Tuesday, February 22, 2011

Tapdancing in the Town Square in Christchurch, New Zealand

I felt so good, I just wanted to do a tap dance in the center of town on the Square.  Now it's full of rubble and sadness.  sigh.

This is the steeple on the cathedral in Christchurch, New Zealand.  I just heard on the news that it fell in the earthquake.  Can this really be true?

Tuesday, February 8, 2011

How To Make A Pretty Pot Out Of A Thrift Store Vest and An Ordinary Clay Pot--Lynn Style

 First buy an interesting vest from a thrift store.
I liked this one because of the tapestry-like pattern.
I also liked the red trim on the bottom.
 It is always a good idea to seal your clay pot if you plan to alter it in any way.  They make clay pot sealer for things like this.  Imagine that!
 Next cut the vest apart.  Most people will have a plan before they begin this step.  I leave that up to you.  It might be a good idea to make a pattern out of a newspaper page.  I, however just began cutting with reckless abandon because that's the kind of person I am.
Oh, and cut the lining off (out?) at this time.
 Now slather Mod Podge on one side of your pot.  Slather is one of my favorite words.  Apply material one side at a time.  It will be easier that way.
I left the top for the front section of the vest because the vest had that interesting front part.  Your design will need to be contingent upon the material (vest) you find.
 If  you were organized enough to make a pattern, you will not encounter this problem.  I had to cut and patch in the middle of the project.  Remember the "reckless abandon" part?

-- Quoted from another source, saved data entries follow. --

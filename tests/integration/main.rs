//! Integration tests for cache-dance

mod cli_tests {
    use assert_cmd::{cargo::cargo_bin_cmd, Command};
    use predicates::prelude::*;

    fn dance() -> Command {
        let mut cmd = cargo_bin_cmd!("cache-dance");
        cmd.env("DANCE_CONFIG", "/nonexistent/cache-dance/config.toml");
        cmd
    }

    #[test]
    fn help_displays() {
        dance()
            .arg("--help")
            .assert()
            .success()
            .stdout(predicate::str::contains("persist BuildKit cache mounts"));
    }

    #[test]
    fn version_displays() {
        dance()
            .arg("--version")
            .assert()
            .success()
            .stdout(predicate::str::contains("cache-dance"));
    }

    #[test]
    fn config_path() {
        dance()
            .args(["config", "path"])
            .assert()
            .success()
            .stdout(predicate::str::contains("config.toml"));
    }

    #[test]
    fn config_show() {
        dance()
            .args(["config", "show"])
            .assert()
            .success()
            .stdout(predicate::str::contains("[builder]"))
            .stdout(predicate::str::contains("busybox"));
    }

    #[test]
    fn extract_skipped() {
        dance()
            .args(["extract", "--skip-extraction"])
            .assert()
            .success()
            .stderr(predicate::str::contains("Skipping cache extraction"));
    }

    #[test]
    fn bad_cache_map_rejected() {
        dance()
            .args(["inject", "--cache-map", "{not json"])
            .assert()
            .failure()
            .stderr(predicate::str::contains("Invalid cache map"))
            .stderr(predicate::str::contains("Hint:"));
    }

    #[test]
    fn relative_target_rejected() {
        dance()
            .args(["extract", "--cache-map", r#"{"cache": "relative/target"}"#])
            .assert()
            .failure()
            .stderr(predicate::str::contains("Invalid cache mount"));
    }

    #[test]
    fn unknown_output_rejected() {
        dance()
            .args(["extract", "--output", "registry"])
            .assert()
            .failure();
    }
}

mod transfer_tests {
    use assert_cmd::{cargo::cargo_bin_cmd, Command};
    use predicates::prelude::*;
    use std::fs;
    use std::path::{Path, PathBuf};
    use tempfile::TempDir;

    /// Fake docker: buildx writes a marker into a local export (or fails
    /// when DANCE_FAKE_FAIL is set), anything else succeeds
    const FAKE_DOCKER: &str = r#"#!/bin/sh
[ "$1" = "buildx" ] || exit 0
if [ -n "$DANCE_FAKE_FAIL" ]; then echo "ERROR: failed to solve" >&2; exit 1; fi
while [ $# -gt 0 ]; do
  case "$1" in
    --output) output=$2; shift ;;
  esac
  shift
done
case "$output" in
  type=local,dest=*)
    dest=${output#type=local,dest=}
    mkdir -p "$dest/cache-store"
    echo restored > "$dest/cache-store/marker.txt" ;;
esac
exit 0
"#;

    struct Workspace {
        temp: TempDir,
    }

    impl Workspace {
        fn new() -> Self {
            let temp = TempDir::new().unwrap();
            let script = temp.path().join("docker.sh");
            fs::write(&script, FAKE_DOCKER).unwrap();

            let config = format!(
                "[builder]\ncommand = [\"sh\", \"{}\"]\n\n[transfer]\nscratch_dir = \"{}\"\nprivileged_command = []\n",
                script.display(),
                temp.path().join("scratch").display()
            );
            fs::write(temp.path().join("config.toml"), config).unwrap();
            Self { temp }
        }

        fn path(&self, rel: &str) -> PathBuf {
            self.temp.path().join(rel)
        }

        fn dance(&self) -> Command {
            let mut cmd = cargo_bin_cmd!("cache-dance");
            cmd.env("DANCE_CONFIG", self.path("config.toml"))
                .env_remove("GITHUB_STATE")
                .current_dir(self.temp.path());
            cmd
        }

        fn cache_map(&self, rel: &str, target: &str) -> String {
            format!(r#"{{"{}": "{}"}}"#, self.path(rel).display(), target)
        }
    }

    fn is_empty_dir(path: &Path) -> bool {
        fs::read_dir(path).map(|mut d| d.next().is_none()).unwrap_or(false)
    }

    #[test]
    fn extract_end_to_end() {
        let ws = Workspace::new();
        let dest = ws.path("cache/pkg");
        fs::create_dir_all(&dest).unwrap();
        fs::write(dest.join("stale.txt"), "old").unwrap();

        ws.dance()
            .args(["extract", "--cache-map", &ws.cache_map("cache/pkg", "/root/.cache/pkg")])
            .assert()
            .success();

        assert_eq!(
            fs::read_to_string(dest.join("marker.txt")).unwrap(),
            "restored\n"
        );
        assert!(!dest.join("stale.txt").exists());
        assert!(is_empty_dir(&ws.path("scratch")));
    }

    #[test]
    fn extract_batch_end_to_end() {
        let ws = Workspace::new();

        ws.dance()
            .args([
                "extract",
                "--job-model",
                "batch",
                "--cache-map",
                &ws.cache_map("cache/pkg", "/root/.cache/pkg"),
            ])
            .assert()
            .success();

        // The fake exports nothing under the batch staging key
        assert!(is_empty_dir(&ws.path("cache/pkg")));
    }

    #[test]
    fn inject_marks_post_step() {
        let ws = Workspace::new();
        let source = ws.path("cache/pkg");
        fs::create_dir_all(&source).unwrap();
        fs::write(source.join("data.bin"), "data").unwrap();
        let state = ws.path("github-state");

        ws.dance()
            .env("GITHUB_STATE", &state)
            .args(["inject", "--cache-map", &ws.cache_map("cache/pkg", "/root/.cache/pkg")])
            .assert()
            .success();

        assert!(!source.exists());
        assert_eq!(fs::read_to_string(state).unwrap(), "POST=true\n");
    }

    #[test]
    fn inject_failure_still_marks_post_step() {
        let ws = Workspace::new();
        let source = ws.path("cache/pkg");
        fs::create_dir_all(&source).unwrap();
        fs::write(source.join("data.bin"), "data").unwrap();
        let state = ws.path("github-state");

        ws.dance()
            .env("GITHUB_STATE", &state)
            .env("DANCE_FAKE_FAIL", "1")
            .args(["inject", "--cache-map", &ws.cache_map("cache/pkg", "/root/.cache/pkg")])
            .assert()
            .failure()
            .stderr(predicate::str::contains("Builder failed"));

        assert_eq!(fs::read_to_string(state).unwrap(), "POST=true\n");
        assert!(source.join("data.bin").exists());
    }

    #[test]
    fn builder_failure_exits_nonzero() {
        let ws = Workspace::new();
        let dest = ws.path("cache/pkg");
        fs::create_dir_all(&dest).unwrap();
        fs::write(dest.join("keep.txt"), "keep").unwrap();

        ws.dance()
            .args(["extract", "--cache-map", &ws.cache_map("cache/pkg", "/root/.cache/pkg")])
            .env("DANCE_FAKE_FAIL", "1")
            .assert()
            .failure()
            .stderr(predicate::str::contains("Builder failed"));

        assert!(dest.join("keep.txt").exists());
        assert!(is_empty_dir(&ws.path("scratch")));
    }
}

It's a personality flaw that I just have to live with.  I blame this problem on the red trim that I wanted on the bottom of the pot but it kept crawling up as I went around. Jeez.  What was I thinking?
 Once you get the lower part of the pot covered, you will be able to cover the top part.  Due to the "reckless abandon" flaw in your personality, (if you have this affliction), you will need to apply patches of material here and there.  Don't worry about perfection.  It is a planter.  You will be putting Dirt in it for god's sake.
 Hey!  There are trimmy strings left over!  Make a bow.
Now for the dirt.

Friday, February 4, 2011

The Types of Dreams I Dream

I am having people over.  I have a huge indoor pool and there are many children and a few adults swimming in it.  I have a friend with three children under 17 months old, all single births.  (I know, she must be magic.)  The oldest is a boy, then a girl, and then another boy.  The oldest one’s name is Dean, and he can swim.  As we chat, he swims across the pool. 
We continue to visit.  Suddenly, Dean is on the bottom of the pool and his mother dives into the pool in her long white flannel nightgown.  While she is pulling Dean up from the bottom, I send another person inside to call 911.
  When we get Dean out of the water, he has shrunk to about a foot long.  I begin performing CPR on him, watching his little chest fill with my air and fall back down.  I am remembering that he doesn’t need as much air as an adult, and try to keep my puffs tiny, even though I am in panic mode and my breathing is awkward.  We keep watching for signs of life, and at one point I feel him move a bit, but he’s not really responding.
When a policeman, (not firemen or paramedics) arrives, he just takes the baby from me, who has now shrunk to about 2 inches long, and puts him in an envelope.  He asks who called 911, because she gave him the wrong directions and it took him a long time to get here.  He is dressed in a tux and has his date with him, who is dressed in a long, sparkly, green dress.  She sits on the edge of the pool with her feet in the water while she waits for him to finish his work.
I feel that we need to discuss the baby, but he seems more concerned with the stupid broad who gave him bogus directions.  He says the baby, being only two inches tall, wont take up any space and he’ll just toss it.
The baby’s mother is in shock or something, because she just takes her two remaining children, and goes home to tell her husband, who is a DEA agent.
The policeman decides that she is the reason her child is dead, because when you have three little kids like that it’s too much trouble, and if you only have two hands and all, then what are you going hold on to that third kid with, your teeth?
Another woman at poolside who works with Dean’s mother, begins to tell the cop that she probably did let him drown.  I try to tell the cop, who is now in the water conducting tests, that Dean's mother loved him and that other woman  just didn’t like anyone there because no one would go to lunch with her. Then, thank heavens, my dog woke me up.

It’s a wonder I can carry on!  I’m exhausted.